So there it is: New Look Sabres 2019 Free Agency! Well… how about some fun signings not related to the Sabres? Even after the Leafs traded away Nazem Kadri for a decent to good defenseman there are still smart folks up there saying the Leafs are worse man-for-man compared to last year. Delicious! Robin Lehner openly declared his displeasure for how the Islanders let him go before signing with the Chicago Blackhawks. That’s interesting on two levels because the Isles probably aren’t done this offseason in a big way and Lehner now goes from a great defensive team on Long Island to a very porous defensive system in Chicago. We’ll see how it works out for him; I kinda want him to succeed still but one way or another we’ll see if last season was a fluke or not. Tyler Ennis singed with the Ottawa Senators. That maybe the one weirder jersey to see him in then Toronto. Finally Mike Smith goes from Flames to Oilers while Cam Talbot goes from Oilers to Flames. Should we call that Albertan Roulette? Bringing back home to Buffalo please like, share and comment on this blog. Get that hype going for the new season. I won’t be writing much on this blog until late August, but I think that’s okay because we all could use a break from Hockey.

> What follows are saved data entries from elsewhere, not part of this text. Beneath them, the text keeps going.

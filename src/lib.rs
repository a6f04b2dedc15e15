//! blogfront: client-side auth session and sign-in flow for the blog admin.
//!
//! SYSTEM CONTEXT
//! ==============
//! The blog store and the identity provider are remote HTTP services. This
//! crate owns everything between them on the client: where the session lives
//! (`session`, `storage`), how tokens arrive (`callback`, `identity`), how the
//! multi-step sign-in is sequenced (`flow`), who notices expiry (`watch`), and
//! how the bearer header reaches the content API (`content`).
//!
//! DESIGN
//! ======
//! There are no process globals. A front end builds one [`session::SessionStore`]
//! at startup and injects it into the flow controller, the watcher, and the
//! content client. Which store it builds (self-managed or provider-managed) is
//! a deployment choice carried by [`config::SessionStrategy`].

pub mod callback;
pub mod config;
pub mod content;
pub mod flow;
pub mod identity;
pub mod session;
pub mod storage;
pub mod watch;

#[cfg(test)]
mod test_helpers;
impl<P: IdentityProvider + ?Sized> AuthFlow<P> {
    #[must_use]
    pub fn new(provider: Arc<P>, store: Arc<dyn SessionStore>) -> Self {
        Self {
            provider,
            store,
            inner: Arc::new(Mutex::new(FlowInner::default())),
            allow_new_password: true,
            return_delay: RESET_RETURN_DELAY,
        }
    }

    /// Treat a forced new-password step like any other unsupported step.
    #[must_use]
    pub fn without_new_password_challenge(mut self) -> Self {
        self.allow_new_password = false;
        self
    }

    #[must_use]
    pub fn with_return_delay(mut self, delay: Duration) -> Self {
        self.return_delay = delay;
        self
    }

    fn lock(&self) -> MutexGuard<'_, FlowInner> {
        self.inner.lock().unwrap_or_else(PoisonError::into_inner)
    }

    #[must_use]
    pub fn snapshot(&self) -> FlowSnapshot {
        let inner = self.lock();
        FlowSnapshot {
            state: inner.state,
            notice: inner.notice.clone(),
            email: inner.form.email.clone(),
            password_entered: !inner.form.password.expose_secret().is_empty(),
            submitting: inner.submitting,
            returning: inner.returning,
            completed: inner.completed,
            mounted: !inner.unmounted,
        }
    }

    #[must_use]
    pub fn state(&self) -> FlowState {
        self.lock().state
    }

    // -------------------------------------------------------------------------
    // Field edits
    // -------------------------------------------------------------------------

    pub fn set_email(&self, email: impl Into<String>) {
        self.lock().form.email = email.into();
    }

    pub fn set_password(&self, password: SecretString) {
        self.lock().form.password = password;
    }

    pub fn set_new_password(&self, password: SecretString) {
        self.lock().form.new_password = password;
    }

    pub fn set_confirm_password(&self, password: SecretString) {
        self.lock().form.confirm_password = password;
    }

    pub fn set_code(&self, code: SecretString) {
        self.lock().form.code = code;
    }

    // -------------------------------------------------------------------------
    // Actions
    // -------------------------------------------------------------------------

    pub fn dismiss_notice(&self) {
        self.lock().notice = None;
    }

    /// `LoggingIn` -> `ResettingPassword(Requesting)`, keeping the email.
    pub fn forgot_password(&self) -> bool {
        let mut inner = self.lock();
        if !inner.idle() || inner.state != FlowState::LoggingIn {
            return false;
        }
        inner.state = FlowState::ResettingPassword(ResetStep::Requesting);
        inner.notice = None;
        inner.form.clear_in_progress();
        tracing::debug!("flow: forgot password");
        true
    }

    /// Back to `LoggingIn`, discarding passwords and codes in progress.
    ///
    /// Ignored while a provider call is in flight. Honoured during the
    /// post-reset return delay, which then does nothing.
    pub fn cancel(&self) -> bool {
        let mut inner = self.lock();
        if inner.unmounted || inner.completed || inner.submitting || inner.state == FlowState::LoggingIn {
            return false;
        }
        inner.state = FlowState::LoggingIn;
        inner.notice = None;
        inner.returning = false;
        inner.form.clear_in_progress();
        inner.bump();
        tracing::debug!("flow: cancelled");
        true
    }

    /// Start a fresh attempt. Keeps the email.
    pub fn restart(&self) -> bool {
        let mut inner = self.lock();
        if inner.unmounted || inner.submitting {
            return false;
        }
        let email = std::mem::take(&mut inner.form.email);
        let generation = inner.generation;
        *inner = FlowInner::default();
        inner.form.email = email;
        inner.generation = generation;
        inner.bump();
        true
    }

    /// The view is gone: drop credentials and ignore any pending result.
    pub fn unmount(&self) {
        let mut inner = self.lock();
        inner.unmounted = true;
        inner.submitting = false;
        inner.returning = false;
        inner.form.clear_all();
        inner.bump();
        tracing::debug!("flow: unmounted");
    }

    // -------------------------------------------------------------------------
    // Submit
    // -------------------------------------------------------------------------

    /// Submit the form for the current state.
    ///
    /// After a successful reset this also waits out the return delay and
    /// moves back to `LoggingIn`.
    pub async fn submit(&self) -> Submit {
        let outcome = self.submit_now().await;
        if outcome == Submit::Continued {
            self.await_return().await;
        }
        outcome
    }

    /// Like [`Self::submit`], but a successful reset returns as soon as the
    /// success notice is set. The return to `LoggingIn` stays pending until
    /// [`Self::await_return`] runs.
    pub async fn submit_now(&self) -> Submit {
        let (generation, request) = match self.begin() {
            Ok(started) => started,
            Err(outcome) => return outcome,
        };

        match request {
            Request::SignIn { email, password } => {
                let result = self.provider.sign_in(&email, &password).await;
                self.finish_sign_in(generation, result).await
            }
            Request::NewPassword { password } => {
                let result = self.provider.confirm_sign_in(&password).await;
                self.finish_sign_in(generation, result).await
            }
            Request::ResetStart { email } => {
                let result = self.provider.start_password_reset(&email).await;
                self.settle(generation, |inner| match result {
                    Ok(()) => {
                        tracing::info!("flow: reset code sent");
                        inner.state = FlowState::ResettingPassword(ResetStep::Confirming);
                        inner.notice = Some(Notice::success(RESET_CODE_SENT));
                        Submit::Continued
                    }
                    Err(e) => fail(inner, &e),
                })
            }
            Request::ResetConfirm { email, code, new_password } => {
                let result = self.provider.confirm_password_reset(&email, &code, &new_password).await;
                self.finish_reset(generation, result)
            }
        }
    }

    /// Validate and capture inputs, then mark the flow as submitting.
    fn begin(&self) -> Result<(u64, Request), Submit> {
        let mut inner = self.lock();
        if !inner.idle() {
            tracing::debug!(state = ?inner.state, "flow: submit ignored");
            return Err(Submit::Ignored);
        }

        let request = match inner.state {
            FlowState::LoggingIn => {
                let email = inner.form.email.trim().to_owned();
                if email.is_empty() || inner.form.password.expose_secret().is_empty() {
                    return Err(invalid(&mut inner, MISSING_CREDENTIALS));
                }
                Request::SignIn { email, password: copy_secret(&inner.form.password) }
            }
            FlowState::ConfirmingNewPassword => {
                let checked = validate_new_password(
                    inner.form.new_password.expose_secret(),
                    inner.form.confirm_password.expose_secret(),
                );
                if let Err(message) = checked {
                    return Err(invalid(&mut inner, message));
                }
                Request::NewPassword { password: copy_secret(&inner.form.new_password) }
            }
            FlowState::ResettingPassword(ResetStep::Requesting) => {
                let email = inner.form.email.trim().to_owned();
                if email.is_empty() {
                    return Err(invalid(&mut inner, MISSING_EMAIL));
                }
                Request::ResetStart { email }
            }
            FlowState::ResettingPassword(ResetStep::Confirming) => {
                let email = inner.form.email.trim().to_owned();
                let code = inner.form.code.expose_secret().trim().to_owned();
                if email.is_empty() || code.is_empty() || inner.form.new_password.expose_secret().is_empty() {
                    return Err(invalid(&mut inner, MISSING_RESET_FIELDS));
                }
                Request::ResetConfirm {
                    email,
                    code: SecretString::from(code),
                    new_password: copy_secret(&inner.form.new_password),
                }
            }
        };

        inner.notice = None;
        inner.submitting = true;
        Ok((inner.generation, request))
    }

    /// Apply a provider result unless the view moved on since `generation`.
    fn settle(&self, generation: u64, apply: impl FnOnce(&mut FlowInner) -> Submit) -> Submit {
        let mut inner = self.lock();
        if inner.generation != generation {
            tracing::debug!("flow: discarding stale result");
            return Submit::Ignored;
        }
        inner.submitting = false;
        apply(&mut *inner)
    }

    fn is_current(&self, generation: u64) -> bool {
        self.lock().generation == generation
    }

    async fn finish_sign_in(&self, generation: u64, result: Result<SignInOutcome, AuthError>) -> Submit {
        match result {
            Ok(SignInOutcome::SignedIn) => {
                if !self.is_current(generation) {
                    tracing::debug!("flow: sign-in finished after the view moved on");
                    return Submit::Ignored;
                }
                let persisted = self.persist_session().await;
                self.settle(generation, |inner| match persisted {
                    Ok(()) => {
                        tracing::info!("flow: login success");
                        inner.completed = true;
                        inner.notice = None;
                        inner.form.clear_all();
                        Submit::LoginSuccess
                    }
                    Err(e) => fail(inner, &e),
                })
            }
            Ok(SignInOutcome::Continue(SignInStep::NewPasswordRequired)) if self.allow_new_password => {
                self.settle(generation, |inner| {
                    if inner.state == FlowState::ConfirmingNewPassword {
                        return fail_unexpected(inner, &SignInStep::NewPasswordRequired);
                    }
                    tracing::info!("flow: new password required");
                    inner.state = FlowState::ConfirmingNewPassword;
                    inner.notice = Some(Notice::info(NEW_PASSWORD_PROMPT));
                    inner.form.clear_in_progress();
                    Submit::Continued
                })
            }
            Ok(SignInOutcome::Continue(step)) => self.settle(generation, |inner| fail_unexpected(inner, &step)),
            Err(e) => self.settle(generation, |inner| fail(inner, &e)),
        }
    }

    fn finish_reset(&self, generation: u64, result: Result<(), AuthError>) -> Submit {
        self.settle(generation, |inner| match result {
            Ok(()) => {
                tracing::info!("flow: password reset complete");
                inner.notice = Some(Notice::success(RESET_COMPLETE));
                inner.returning = true;
                inner.form.password = SecretString::default();
                inner.form.clear_in_progress();
                Submit::Continued
            }
            Err(e) => fail(inner, &e),
        })
    }

    /// Wait out the post-reset delay, then return to `LoggingIn`.
    ///
    /// Returns at once when no return is pending. A cancel, restart, or
    /// unmount during the delay wins.
    pub async fn await_return(&self) {
        let generation = {
            let inner = self.lock();
            if !inner.returning {
                return;
            }
            inner.generation
        };

        tokio::time::sleep(self.return_delay).await;

        let mut inner = self.lock();
        if inner.generation == generation && inner.returning {
            inner.returning = false;
            inner.state = FlowState::LoggingIn;
            tracing::debug!("flow: returned to login after reset");
        }
    }

    /// Copy the provider's fresh tokens into the session store.
    async fn persist_session(&self) -> Result<(), AuthError> {
        let tokens = match self.provider.fetch_current_session().await {
            Ok(Some(tokens)) => tokens,
            Ok(None) => {
                tracing::warn!("provider reported sign-in but holds no tokens");
                return Err(AuthError::Failed);
            }
            Err(e) => return Err(e),
        };
        self.store.save_session(&tokens).await.map_err(|e| {
            tracing::warn!(error = %e, "failed to persist session");
            AuthError::Failed
        })
    }
}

Also if you really want my Sabres takes you can always get them @UttaroSports on twitter. In the meantime, enjoy the summer! Let’s Go Buffalo!
Thanks for reading.
P.S. Linus Ullmark was among the Sabres who filed for salary arbitration. I could’ve used this PS to talk about Remi Elie electing for arbitration which is much more humorous but Ullmark is my boy, so I hope everything goes over well for him come these hearings in… August. Huh. Let the long summer begin!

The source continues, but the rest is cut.